Clinical Trials Recovering

After a serious decline in a once booming sector, government forces gathered with industry professionals to once again review the imposed regulations and this time to offer more clarification. According to Clinical trials in India – Changing regulatory environment, it is showing signs of improvement. For example, uncertainty around patient compensation has been clarified, as well as concerns regarding the audio-visual recordings of patient consent.

Translation Opportunities

Language in India is incredibly diverse, with 22 official languages recognized by the Constitution of India. While Hindi is the official language of the Indian Union, there are still hundreds of different languages currently spoken. This creates a challenge for language service providers.
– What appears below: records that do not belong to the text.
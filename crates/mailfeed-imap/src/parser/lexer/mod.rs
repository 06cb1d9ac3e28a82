//! Tokenizer for the response grammar.

#![allow(clippy::missing_errors_doc)]

mod token;

pub use token::Token;

use crate::{Error, Result};

/// Cursor over one response.
pub struct Lexer<'a> {
    input: &'a [u8],
    pos: usize,
}

impl<'a> Lexer<'a> {
    /// Creates a lexer over `input`.
    #[must_use]
    pub const fn new(input: &'a [u8]) -> Self {
        Self { input, pos: 0 }
    }

    /// Current byte offset.
    #[must_use]
    pub const fn position(&self) -> usize {
        self.pos
    }

    /// Unconsumed input.
    #[must_use]
    pub fn remaining(&self) -> &'a [u8] {
        self.input.get(self.pos..).unwrap_or_default()
    }

    /// True once all input is consumed.
    #[must_use]
    pub const fn is_eof(&self) -> bool {
        self.pos >= self.input.len()
    }

    /// Next byte without consuming it.
    #[must_use]
    pub fn peek(&self) -> Option<u8> {
        self.input.get(self.pos).copied()
    }

    /// Consumes one byte.
    pub fn advance(&mut self) -> Option<u8> {
        let byte = self.peek()?;
        self.pos += 1;
        Some(byte)
    }

    /// Consumes up to `n` bytes.
    pub fn skip(&mut self, n: usize) {
        self.pos = (self.pos + n).min(self.input.len());
    }

    /// Reads the next token.
    pub fn next_token(&mut self) -> Result<Token<'a>> {
        let Some(byte) = self.peek() else {
            return Ok(Token::Eof);
        };

        let single = match byte {
            b' ' => Some(Token::Space),
            b'(' => Some(Token::LParen),
            b')' => Some(Token::RParen),
            b'[' => Some(Token::LBracket),
            b']' => Some(Token::RBracket),
            b'*' => Some(Token::Asterisk),
            b'+' => Some(Token::Plus),
            _ => None,
        };
        if let Some(token) = single {
            self.pos += 1;
            return Ok(token);
        }

        match byte {
            b'\r' if self.input.get(self.pos + 1) == Some(&b'\n') => {
                self.pos += 2;
                Ok(Token::Crlf)
            }
            b'\r' => Err(self.error("CR without LF")),
            b'"' => self.read_quoted(),
            b'{' => self.read_literal(),
            _ if is_atom_char(byte) => self.read_atom(),
            _ => Err(self.error(&format!("unexpected byte {byte:#04x}"))),
        }
    }

    fn read_quoted(&mut self) -> Result<Token<'a>> {
        self.pos += 1;
        let mut out = Vec::new();
        loop {
            match self.advance() {
                Some(b'"') => break,
                Some(b'\\') => match self.advance() {
                    Some(c @ (b'"' | b'\\')) => out.push(c),
                    Some(c) => return Err(self.error(&format!("invalid escape \\{}", c as char))),
                    None => return Err(self.error("unterminated quoted string")),
                },
                Some(c) => out.push(c),
                None => return Err(self.error("unterminated quoted string")),
            }
        }
        Ok(Token::QuotedString(String::from_utf8_lossy(&out).into_owned()))
    }

    fn read_literal(&mut self) -> Result<Token<'a>> {
        let rest = self.remaining();
        let len = parse_literal_length(rest).ok_or_else(|| self.error("malformed literal prefix"))?;

        // `{len}` then CRLF
        let header = rest
            .iter()
            .position(|&b| b == b'}')
            .map_or(rest.len(), |close| close + 1);
        self.pos += header;
        if self.advance() != Some(b'\r') || self.advance() != Some(b'\n') {
            return Err(self.error("expected CRLF after literal prefix"));
        }

        let start = self.pos;
        let data = start
            .checked_add(len)
            .and_then(|end| self.input.get(start..end))
            .ok_or_else(|| self.error("truncated literal"))?;
        let end = start + data.len();
        self.pos = end;
        Ok(Token::Literal(data))
    }

    fn read_atom(&mut self) -> Result<Token<'a>> {
        let start = self.pos;
        while self.peek().is_some_and(is_atom_char) {
            self.pos += 1;
        }
        let raw = &self.input[start..self.pos];
        let text = std::str::from_utf8(raw).map_err(|_| self.error("non-UTF-8 atom"))?;

        if raw.iter().all(u8::is_ascii_digit) {
            return text
                .parse()
                .map(Token::Number)
                .map_err(|_| self.error("number out of range"));
        }
        if text.eq_ignore_ascii_case("NIL") {
            return Ok(Token::Nil);
        }
        Ok(Token::Atom(text))
    }

    fn error(&self, message: &str) -> Error {
        Error::Parse {
            position: self.pos,
            message: message.to_string(),
        }
    }

    /// Consumes a token of the same kind as `expected`.
    #[allow(clippy::needless_pass_by_value)]
    pub fn expect(&mut self, expected: Token<'_>) -> Result<()> {
        let token = self.next_token()?;
        if std::mem::discriminant(&token) == std::mem::discriminant(&expected) {
            Ok(())
        } else {
            Err(self.error(&format!("expected {expected:?}, got {token:?}")))
        }
    }

    /// Consumes one SP.
    pub fn expect_space(&mut self) -> Result<()> {
        self.expect(Token::Space)
    }

    /// Reads a number.
    pub fn read_number(&mut self) -> Result<u32> {
        match self.next_token()? {
            Token::Number(n) => Ok(n),
            token => Err(self.error(&format!("expected number, got {token:?}"))),
        }
    }

    /// Reads an atom.
    pub fn read_atom_string(&mut self) -> Result<&'a str> {
        match self.next_token()? {
            Token::Atom(s) => Ok(s),
            token => Err(self.error(&format!("expected atom, got {token:?}"))),
        }
    }

    /// Reads an atom, quoted string or literal as text.
    pub fn read_astring(&mut self) -> Result<String> {
        match self.next_token()? {
            Token::Atom(s) => Ok(s.to_string()),
            Token::Number(n) => Ok(n.to_string()),
            Token::QuotedString(s) => Ok(s),
            Token::Literal(data) => Ok(String::from_utf8_lossy(data).into_owned()),
            token => Err(self.error(&format!("expected string, got {token:?}"))),
        }
    }

    /// Consumes everything up to and including the next CRLF, returned as text.
    pub fn read_text_until_crlf(&mut self) -> String {
        let rest = self.remaining();
        let end = rest
            .windows(2)
            .position(|w| w == b"\r\n")
            .unwrap_or(rest.len());
        self.skip(end + 2);
        String::from_utf8_lossy(&rest[..end]).into_owned()
    }
}

/// Byte allowed inside an atom.
///
/// `\` is accepted so that system flags such as `\Seen` lex as one atom.
#[must_use]
pub const fn is_atom_char(b: u8) -> bool {
    matches!(b, 0x21..=0x7E)
        && !matches!(b, b'(' | b')' | b'{' | b'"' | b'%' | b'*' | b'[' | b']')
}

/// Extracts `n` from a line or buffer starting with `{n}` or `{n+}`.
#[must_use]
pub fn parse_literal_length(input: &[u8]) -> Option<usize> {
    let body = input.strip_prefix(b"{")?;
    let close = body.iter().position(|&b| b == b'}')?;
    let digits = body[..close].strip_suffix(b"+").unwrap_or(&body[..close]);
    if digits.is_empty() || !digits.iter().all(u8::is_ascii_digit) {
        return None;
    }
    std::str::from_utf8(digits).ok()?.parse().ok()
}

#[cfg(test)]
#[allow(clippy::unwrap_used)]
mod tests {
    use super::*;
    use proptest::prelude::*;

    fn tokens(input: &[u8]) -> Vec<Token<'_>> {
        let mut lexer = Lexer::new(input);
        let mut out = Vec::new();
        loop {
            let token = lexer.next_token().unwrap();
            if token == Token::Eof {
                return out;
            }
            out.push(token);
        }
    }

    #[test]
    fn tagged_completion() {
        assert_eq!(
            tokens(b"A0001 OK done\r\n"),
            vec![
                Token::Atom("A0001"),
                Token::Space,
                Token::Atom("OK"),
                Token::Space,
                Token::Atom("done"),
                Token::Crlf,
            ]
        );
    }

    #[test]
    fn brackets_split_atoms() {
        assert_eq!(
            tokens(b"BODY[TEXT]"),
            vec![
                Token::Atom("BODY"),
                Token::LBracket,
                Token::Atom("TEXT"),
                Token::RBracket,
            ]
        );
    }

    #[test]
    fn flags_are_single_atoms() {
        assert_eq!(
            tokens(b"(\\Seen \\Deleted)"),
            vec![
                Token::LParen,
                Token::Atom("\\Seen"),
                Token::Space,
                Token::Atom("\\Deleted"),
                Token::RParen,
            ]
        );
    }

    #[test]
    fn numbers_and_nil() {
        assert_eq!(
            tokens(b"42 nil 4a"),
            vec![
                Token::Number(42),
                Token::Space,
                Token::Nil,
                Token::Space,
                Token::Atom("4a"),
            ]
        );
    }

    #[test]
    fn quoted_with_escapes() {
        assert_eq!(
            tokens(b"\"say \\\"hi\\\"\""),
            vec![Token::QuotedString("say \"hi\"".to_string())]
        );
    }

    #[test]
    fn literal_is_taken_verbatim() {
        let input = b"{5}\r\nab\r\nc)";
        assert_eq!(
            tokens(input),
            vec![Token::Literal(b"ab\r\nc"), Token::RParen]
        );
    }

    #[test]
    fn truncated_literal_is_an_error() {
        let mut lexer = Lexer::new(b"{10}\r\nshort");
        assert!(matches!(lexer.next_token(), Err(Error::Parse { .. })));
    }

    #[test]
    fn bare_cr_is_an_error() {
        let mut lexer = Lexer::new(b"\rX");
        assert!(lexer.next_token().is_err());
    }

    #[test]
    fn literal_length_prefixes() {
        assert_eq!(parse_literal_length(b"{12}\r\n"), Some(12));
        assert_eq!(parse_literal_length(b"{7+}"), Some(7));
        assert_eq!(parse_literal_length(b"{}"), None);
        assert_eq!(parse_literal_length(b"{x1}"), None);
        assert_eq!(parse_literal_length(b"12}"), None);
    }

    proptest! {
        #[test]
        fn literal_length_matches_any_size(n in 0usize..10_000_000) {
            let prefix = format!("{{{n}}}\r\n");
            prop_assert_eq!(parse_literal_length(prefix.as_bytes()), Some(n));
        }

        #[test]
        fn lexer_never_panics(input in proptest::collection::vec(any::<u8>(), 0..64)) {
            let mut lexer = Lexer::new(&input);
            for _ in 0..=input.len() {
                match lexer.next_token() {
                    Ok(Token::Eof) | Err(_) => break,
                    Ok(_) => {}
                }
            }
        }
    }
}
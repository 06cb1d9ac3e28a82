//! The unit handed from the fetcher to the feed store.

use chrono::{DateTime, Utc};

/// One decoded message bound for a feed.
#[derive(Debug, Clone, PartialEq, Eq)]
pub struct NewsletterItem {
    /// Destination inbox id (local part of the recipient).
    pub inbox: String,
    /// Title of the registered feed, or `None` if the inbox is unknown.
    pub feed_title: Option<String>,
    /// Decoded subject.
    pub subject: String,
    /// Selected body text.
    pub body: String,
    /// Message date, whole seconds, UTC.
    pub date: DateTime<Utc>,
}

impl NewsletterItem {
    /// Creates an item for a registered feed.
    #[must_use]
    pub fn new(
        inbox: impl Into<String>,
        feed_title: impl Into<String>,
        subject: impl Into<String>,
        body: impl Into<String>,
        date: DateTime<Utc>,
    ) -> Self {
        Self {
            inbox: inbox.into(),
            feed_title: Some(feed_title.into()),
            subject: subject.into(),
            body: body.into(),
            date,
        }
    }

    /// True when the fetcher found a registered feed for the inbox.
    #[must_use]
    pub const fn is_registered(&self) -> bool {
        self.feed_title.is_some()
    }
}
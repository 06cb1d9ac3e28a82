//! RSS 2.0 serialization.

use quick_xml::Writer;
use quick_xml::events::{BytesDecl, BytesEnd, BytesStart, BytesText, Event};

use super::Feed;
use crate::{Error, Result};

/// Channel editor shown by feed readers.
pub const MANAGING_EDITOR: &str = "feed@mailfeed.io (Mail Feed)";

/// Serializes `feed` as an RSS 2.0 document whose channel link is `link`.
///
/// # Errors
///
/// Returns [`Error::Render`] if the XML writer fails.
pub fn render_rss(feed: &Feed, link: &str) -> Result<String> {
    let mut writer = Writer::new_with_indent(Vec::new(), b' ', 2);

    write(&mut writer, Event::Decl(BytesDecl::new("1.0", Some("UTF-8"), None)))?;
    write(
        &mut writer,
        Event::Start(BytesStart::new("rss").with_attributes([("version", "2.0")])),
    )?;
    write(&mut writer, Event::Start(BytesStart::new("channel")))?;

    text_element(&mut writer, "title", &feed.title)?;
    text_element(&mut writer, "link", link)?;
    text_element(
        &mut writer,
        "description",
        &format!("{} via Mail Feed", feed.title),
    )?;
    text_element(&mut writer, "managingEditor", MANAGING_EDITOR)?;
    text_element(&mut writer, "pubDate", &feed.created.to_rfc2822())?;

    for (index, item) in feed.items.iter().enumerate() {
        write(&mut writer, Event::Start(BytesStart::new("item")))?;
        text_element(&mut writer, "title", &item.subject)?;
        text_element(&mut writer, "description", &item.body)?;
        text_element(&mut writer, "pubDate", &item.date.to_rfc2822())?;

        let guid = format!("{}-{}", feed.id, index + 1);
        write(
            &mut writer,
            Event::Start(BytesStart::new("guid").with_attributes([("isPermaLink", "false")])),
        )?;
        write(&mut writer, Event::Text(BytesText::new(&guid)))?;
        write(&mut writer, Event::End(BytesEnd::new("guid")))?;

        write(&mut writer, Event::End(BytesEnd::new("item")))?;
    }

    write(&mut writer, Event::End(BytesEnd::new("channel")))?;
    write(&mut writer, Event::End(BytesEnd::new("rss")))?;

    String::from_utf8(writer.into_inner()).map_err(|e| Error::Render(e.to_string()))
}

fn write(writer: &mut Writer<Vec<u8>>, event: Event<'_>) -> Result<()> {
    writer
        .write_event(event)
        .map_err(|e| Error::Render(e.to_string()))
}

fn text_element(writer: &mut Writer<Vec<u8>>, name: &str, text: &str) -> Result<()> {
    write(writer, Event::Start(BytesStart::new(name)))?;
    write(writer, Event::Text(BytesText::new(text)))?;
    write(writer, Event::End(BytesEnd::new(name)))
}
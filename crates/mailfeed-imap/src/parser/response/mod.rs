//! Response parsing.

#![allow(clippy::missing_errors_doc)]

mod codes;
mod fetch;

use crate::parser::lexer::{Lexer, Token};
use crate::types::{Capability, ResponseCode, SeqNum, Status, Tag, Uid};
use crate::{Error, Result};

use codes::{parse_capability_data, parse_flag_list, parse_response_code};

/// One complete server response.
#[derive(Debug, Clone, PartialEq, Eq)]
pub enum Response {
    /// Completion of a tagged command.
    Tagged {
        /// Tag of the command being completed.
        tag: Tag,
        /// OK, NO or BAD.
        status: Status,
        /// Bracketed response code.
        code: Option<ResponseCode>,
        /// Trailing human-readable text.
        text: String,
    },
    /// Server data.
    Untagged(UntaggedResponse),
    /// Continuation request (`+`).
    Continuation {
        /// Trailing text, if any.
        text: Option<String>,
    },
}

/// Untagged server data.
#[derive(Debug, Clone, PartialEq, Eq)]
pub enum UntaggedResponse {
    /// `* OK`
    Ok {
        /// Response code.
        code: Option<ResponseCode>,
        /// Text.
        text: String,
    },
    /// `* NO`
    No {
        /// Response code.
        code: Option<ResponseCode>,
        /// Text.
        text: String,
    },
    /// `* BAD`
    Bad {
        /// Response code.
        code: Option<ResponseCode>,
        /// Text.
        text: String,
    },
    /// `* PREAUTH`
    PreAuth {
        /// Response code.
        code: Option<ResponseCode>,
        /// Text.
        text: String,
    },
    /// `* BYE`
    Bye {
        /// Response code.
        code: Option<ResponseCode>,
        /// Text.
        text: String,
    },
    /// `* CAPABILITY ...`
    Capability(Vec<Capability>),
    /// `* FLAGS (...)`
    Flags(Vec<String>),
    /// `* n EXISTS`
    Exists(u32),
    /// `* n RECENT`
    Recent(u32),
    /// `* n EXPUNGE`
    Expunge(SeqNum),
    /// `* n FETCH (...)`
    Fetch {
        /// Sequence number of the message.
        seq: SeqNum,
        /// Returned data items.
        items: Vec<FetchItem>,
    },
    /// Untagged data this client does not interpret, kept as text.
    Other(String),
}

/// A data item inside a FETCH response.
#[derive(Debug, Clone, PartialEq, Eq)]
pub enum FetchItem {
    /// UID.
    Uid(Uid),
    /// FLAGS.
    Flags(Vec<String>),
    /// RFC822.SIZE.
    Rfc822Size(u32),
    /// INTERNALDATE.
    InternalDate(String),
    /// A body section.
    Body {
        /// Section specifier, `None` for the full message.
        section: Option<String>,
        /// Partial-fetch origin.
        origin: Option<u32>,
        /// Section bytes; `None` when the server sent NIL.
        data: Option<Vec<u8>>,
    },
}

/// Stateless parser entry point.
pub struct ResponseParser;

impl ResponseParser {
    /// Parses one complete response.
    pub fn parse(input: &[u8]) -> Result<Response> {
        let mut lexer = Lexer::new(input);

        match lexer.next_token()? {
            Token::Asterisk => Self::parse_untagged(&mut lexer),
            Token::Plus => {
                if lexer.peek() == Some(b' ') {
                    lexer.advance();
                }
                let text = lexer.read_text_until_crlf();
                Ok(Response::Continuation {
                    text: (!text.is_empty()).then_some(text),
                })
            }
            Token::Atom(tag) => Self::parse_tagged(&mut lexer, tag),
            token => Err(Error::Parse {
                position: 0,
                message: format!("expected *, + or tag, got {token:?}"),
            }),
        }
    }

    fn parse_tagged(lexer: &mut Lexer<'_>, tag: &str) -> Result<Response> {
        lexer.expect_space()?;
        let status = Self::parse_status(lexer)?;
        let (code, text) = Self::parse_resp_text(lexer)?;
        Ok(Response::Tagged {
            tag: Tag::new(tag),
            status,
            code,
            text,
        })
    }

    fn parse_untagged(lexer: &mut Lexer<'_>) -> Result<Response> {
        lexer.expect_space()?;

        let untagged = match lexer.next_token()? {
            Token::Atom(word) => match word.to_ascii_uppercase().as_str() {
                "OK" => {
                    let (code, text) = Self::parse_resp_text(lexer)?;
                    UntaggedResponse::Ok { code, text }
                }
                "NO" => {
                    let (code, text) = Self::parse_resp_text(lexer)?;
                    UntaggedResponse::No { code, text }
                }
                "BAD" => {
                    let (code, text) = Self::parse_resp_text(lexer)?;
                    UntaggedResponse::Bad { code, text }
                }
                "PREAUTH" => {
                    let (code, text) = Self::parse_resp_text(lexer)?;
                    UntaggedResponse::PreAuth { code, text }
                }
                "BYE" => {
                    let (code, text) = Self::parse_resp_text(lexer)?;
                    UntaggedResponse::Bye { code, text }
                }
                "CAPABILITY" => UntaggedResponse::Capability(parse_capability_data(lexer)?),
                "FLAGS" => {
                    lexer.expect_space()?;
                    UntaggedResponse::Flags(parse_flag_list(lexer)?)
                }
                _ => {
                    let rest = lexer.read_text_until_crlf();
                    UntaggedResponse::Other(format!("{word}{rest}"))
                }
            },
            Token::Number(n) => {
                lexer.expect_space()?;
                let keyword = lexer.read_atom_string()?;
                match keyword.to_ascii_uppercase().as_str() {
                    "EXISTS" => UntaggedResponse::Exists(n),
                    "RECENT" => UntaggedResponse::Recent(n),
                    "EXPUNGE" => UntaggedResponse::Expunge(seq_num(lexer, n)?),
                    "FETCH" => {
                        let seq = seq_num(lexer, n)?;
                        lexer.expect_space()?;
                        let items = fetch::parse_fetch_items(lexer)?;
                        UntaggedResponse::Fetch { seq, items }
                    }
                    _ => {
                        let rest = lexer.read_text_until_crlf();
                        UntaggedResponse::Other(format!("{n} {keyword}{rest}"))
                    }
                }
            }
            token => {
                return Err(Error::Parse {
                    position: lexer.position(),
                    message: format!("unexpected token in untagged response: {token:?}"),
                });
            }
        };

        Ok(Response::Untagged(untagged))
    }

    fn parse_status(lexer: &mut Lexer<'_>) -> Result<Status> {
        let word = lexer.read_atom_string()?;
        match word.to_ascii_uppercase().as_str() {
            "OK" => Ok(Status::Ok),
            "NO" => Ok(Status::No),
            "BAD" => Ok(Status::Bad),
            "PREAUTH" => Ok(Status::PreAuth),
            "BYE" => Ok(Status::Bye),
            _ => Err(Error::Parse {
                position: lexer.position(),
                message: format!("invalid status: {word}"),
            }),
        }
    }

    /// `[SP] ["[" code "]" SP] text`. Some servers omit the text entirely.
    fn parse_resp_text(lexer: &mut Lexer<'_>) -> Result<(Option<ResponseCode>, String)> {
        if lexer.peek() == Some(b' ') {
            lexer.advance();
        }
        let code = if lexer.peek() == Some(b'[') {
            Some(parse_response_code(lexer)?)
        } else {
            None
        };
        if lexer.peek() == Some(b' ') {
            lexer.advance();
        }
        Ok((code, lexer.read_text_until_crlf()))
    }
}

fn seq_num(lexer: &Lexer<'_>, n: u32) -> Result<SeqNum> {
    SeqNum::new(n).ok_or_else(|| Error::Parse {
        position: lexer.position(),
        message: "sequence number 0".to_string(),
    })
}

#[cfg(test)]
#[allow(clippy::unwrap_used)]
mod tests {
    use super::*;

    #[test]
    fn greeting() {
        let response = ResponseParser::parse(b"* OK Dovecot ready.\r\n").unwrap();
        assert_eq!(
            response,
            Response::Untagged(UntaggedResponse::Ok {
                code: None,
                text: "Dovecot ready.".to_string(),
            })
        );
    }

    #[test]
    fn tagged_no_with_code() {
        let response =
            ResponseParser::parse(b"A0002 NO [AUTHENTICATIONFAILED] Invalid credentials\r\n")
                .unwrap();
        let Response::Tagged {
            tag,
            status,
            code,
            text,
        } = response
        else {
            panic!("expected tagged");
        };
        assert_eq!(tag.as_str(), "A0002");
        assert_eq!(status, Status::No);
        assert_eq!(
            code,
            Some(ResponseCode::Unknown("AUTHENTICATIONFAILED".to_string()))
        );
        assert_eq!(text, "Invalid credentials");
    }

    #[test]
    fn tagged_ok_without_text() {
        let response = ResponseParser::parse(b"A0003 OK\r\n").unwrap();
        assert!(matches!(
            response,
            Response::Tagged { status: Status::Ok, ref text, .. } if text.is_empty()
        ));
    }

    #[test]
    fn uidnext_code() {
        let response = ResponseParser::parse(b"* OK [UIDNEXT 4392] Predicted next UID\r\n").unwrap();
        let Response::Untagged(UntaggedResponse::Ok { code, .. }) = response else {
            panic!("expected untagged OK");
        };
        assert_eq!(code, Some(ResponseCode::UidNext(Uid::new(4392).unwrap())));
    }

    #[test]
    fn exists_and_expunge() {
        assert_eq!(
            ResponseParser::parse(b"* 18 EXISTS\r\n").unwrap(),
            Response::Untagged(UntaggedResponse::Exists(18))
        );
        assert_eq!(
            ResponseParser::parse(b"* 3 EXPUNGE\r\n").unwrap(),
            Response::Untagged(UntaggedResponse::Expunge(SeqNum::new(3).unwrap()))
        );
        assert!(ResponseParser::parse(b"* 0 EXPUNGE\r\n").is_err());
    }

    #[test]
    fn capability_list() {
        let response = ResponseParser::parse(b"* CAPABILITY IMAP4rev1 IDLE AUTH=PLAIN\r\n").unwrap();
        let Response::Untagged(UntaggedResponse::Capability(caps)) = response else {
            panic!("expected capability");
        };
        assert_eq!(
            caps,
            vec![
                Capability::Imap4Rev1,
                Capability::Idle,
                Capability::Auth("PLAIN".to_string())
            ]
        );
    }

    #[test]
    fn flags_list() {
        let response = ResponseParser::parse(b"* FLAGS (\\Answered \\Seen $Junk)\r\n").unwrap();
        assert_eq!(
            response,
            Response::Untagged(UntaggedResponse::Flags(vec![
                "\\Answered".to_string(),
                "\\Seen".to_string(),
                "$Junk".to_string(),
            ]))
        );
    }

    #[test]
    fn unknown_untagged_is_kept() {
        let response = ResponseParser::parse(b"* ENABLED CONDSTORE\r\n").unwrap();
        assert_eq!(
            response,
            Response::Untagged(UntaggedResponse::Other("ENABLED CONDSTORE".to_string()))
        );
    }

    #[test]
    fn continuation_with_and_without_text() {
        assert_eq!(
            ResponseParser::parse(b"+ idling\r\n").unwrap(),
            Response::Continuation {
                text: Some("idling".to_string())
            }
        );
        assert_eq!(
            ResponseParser::parse(b"+\r\n").unwrap(),
            Response::Continuation { text: None }
        );
    }

    #[test]
    fn garbage_is_rejected() {
        assert!(ResponseParser::parse(b")\r\n").is_err());
        assert!(ResponseParser::parse(b"A1 MAYBE\r\n").is_err());
    }
}
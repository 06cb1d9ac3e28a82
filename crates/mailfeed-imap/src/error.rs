//! Error types for the IMAP client.

use std::time::Duration;

use thiserror::Error;

/// Errors that can occur while talking to an IMAP server.
#[derive(Debug, Error)]
pub enum Error {
    /// I/O error on the underlying transport.
    #[error("I/O error: {0}")]
    Io(#[from] std::io::Error),

    /// TLS handshake or record error.
    #[error("TLS error: {0}")]
    Tls(#[from] rustls::Error),

    /// Host name cannot be used as a TLS server name.
    #[error("Invalid DNS name: {0}")]
    InvalidDnsName(#[from] rustls::pki_types::InvalidDnsNameError),

    /// Server response could not be parsed.
    #[error("Protocol error at position {position}: {message}")]
    Parse {
        /// Byte offset into the response line.
        position: usize,
        /// What the parser expected.
        message: String,
    },

    /// LOGIN was rejected.
    #[error("Authentication failed: {0}")]
    Auth(String),

    /// Server answered NO.
    #[error("Server returned NO: {0}")]
    No(String),

    /// Server answered BAD.
    #[error("Server returned BAD: {0}")]
    Bad(String),

    /// Server sent BYE and is closing the connection.
    #[error("Server sent BYE: {0}")]
    Bye(String),

    /// Operation timed out.
    #[error("Operation timed out after {0:?}")]
    Timeout(Duration),

    /// Command issued in the wrong protocol state.
    #[error("Invalid state: {0}")]
    InvalidState(String),

    /// Unexpected data or a violated framing limit.
    #[error("Protocol error: {0}")]
    Protocol(String),
}

impl Error {
    /// Returns true when the failure came from the transport rather than
    /// from a server verdict.
    #[must_use]
    pub const fn is_transport(&self) -> bool {
        matches!(self, Self::Io(_) | Self::Tls(_) | Self::Timeout(_) | Self::Bye(_))
    }
}

/// Result alias for IMAP operations.
pub type Result<T> = std::result::Result<T, Error>;

#[cfg(test)]
mod tests {
    use super::*;

    #[test]
    fn transport_classification() {
        let io = Error::Io(std::io::Error::new(std::io::ErrorKind::BrokenPipe, "gone"));
        assert!(io.is_transport());
        assert!(Error::Bye("shutting down".into()).is_transport());
        assert!(!Error::No("nope".into()).is_transport());
        assert!(!Error::Auth("bad password".into()).is_transport());
    }
}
Due to the vast linguistic landscape, informed consent forms and other patient facing material need to be translated into many different languages.

The clinical trial process involves many steps where translation and localization are necessity, such as:

  1.  pre-clinical studies
  2.  the numerous different phases of trials
  3.  regulatory submissions
  4.  manufacturing
  5.  marketing
  6.  post-marketing surveillance/pharmacovigilance

As the path for clinical trials recovers, language service providers like CSOFT are ready for India’s vast diversity.